1 / 5 (1) Aug 01, 2010
The link to the NASA site provided above does not seem to be functional ; clicking it gives rise to a page not found message....

Just replace "mission-pages" by "mission_pages" in the URL.
not rated yet Aug 01, 2010
I know it's serious, but maybe they could just open a window and let a breeze through.
not rated yet Aug 01, 2010
It's like having your heater break down whilst being on the sun.
not rated yet Aug 02, 2010
Passive cooling: correct approximation?
The solar panels can generate about 8*15kW=120kW(max)
So worst case al this heat energy has to get out again.

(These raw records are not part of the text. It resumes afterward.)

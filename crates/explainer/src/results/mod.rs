//! Durable per-slide artifacts, stored as `outputs/<uid>.json`.
//!
//! An artifact is a JSON array of strings, one per slide, in slide order.

use std::path::{Path, PathBuf};

use tracing::debug;

use crate::error::StorageError;

#[derive(Debug, Clone)]
pub struct ResultWriter {
    output_dir: PathBuf,
}

impl ResultWriter {
    pub fn new<P: AsRef<Path>>(data_directory: P) -> Self {
        Self {
            output_dir: data_directory.as_ref().join("outputs"),
        }
    }

    pub fn output_directory(&self) -> &Path {
        &self.output_dir
    }

    /// The reference stored on a completed job for `uid`.
    pub fn result_ref(uid: &str) -> String {
        format!("{}.json", uid)
    }

    pub fn path_for_ref(&self, result_ref: &str) -> PathBuf {
        self.output_dir.join(result_ref)
    }

    /// Persists `texts` for `uid`, replacing any earlier artifact.
    ///
    /// Written to a temp file and renamed, so readers see either the old
    /// artifact or the complete new one. Returns the reference to record on
    /// the job.
    pub async fn write(&self, uid: &str, texts: &[String]) -> Result<String, StorageError> {
        tokio::fs::create_dir_all(&self.output_dir)
            .await
            .map_err(|e| StorageError::CreateDirectory {
                path: self.output_dir.clone(),
                source: e,
            })?;

        let result_ref = Self::result_ref(uid);
        let path = self.path_for_ref(&result_ref);
        let tmp_path = path.with_extension("json.tmp");

        let body = serde_json::to_vec_pretty(texts).map_err(|e| StorageError::CorruptArtifact {
            path: path.clone(),
            source: e,
        })?;
        tokio::fs::write(&tmp_path, &body)
            .await
            .map_err(|e| StorageError::WriteFile {
                path: tmp_path.clone(),
                source: e,
            })?;
        tokio::fs::rename(&tmp_path, &path)
            .await
            .map_err(|e| StorageError::MoveFile {
                from: tmp_path.clone(),
                to: path.clone(),
                source: e,
            })?;

        debug!(uid = %uid, slides = texts.len(), "Artifact written");
        Ok(result_ref)
    }

    /// Reads the artifact behind `result_ref`. `Ok(None)` means it is not
    /// there (yet).
    pub fn read(&self, result_ref: &str) -> Result<Option<Vec<String>>, StorageError> {
        let path = self.path_for_ref(result_ref);
        let bytes = match std::fs::read(&path) {
            Ok(bytes) => bytes,
            Err(e) if e.kind() == std::io::ErrorKind::NotFound => return Ok(None),
            Err(e) => return Err(StorageError::ReadFile { path, source: e }),
        };
        let texts = serde_json::from_slice(&bytes)
            .map_err(|e| StorageError::CorruptArtifact { path, source: e })?;
        Ok(Some(texts))
    }
}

So the needed surface to radiate this energy is:
120000W/293K^4/5.67e-8/0.8=359 m²

That is an area of 19 by 19 meters(=57feet)that is way bigger than I thought they would need, did I make a mistake?
not rated yet Aug 02, 2010
Found an article about it:

They eventually have/had 156 square meters. (at least in 2001)
Aug 02, 2010
This comment has been removed by a moderator.
not rated yet Aug 02, 2010
Inconsistent cooling, or using passive cooling would actually require more energy to stabilize the orbit of the station than using a standardized cooling mechanism. In space all radiation, if inconsistently radiated, will introduce anomalous trajectories.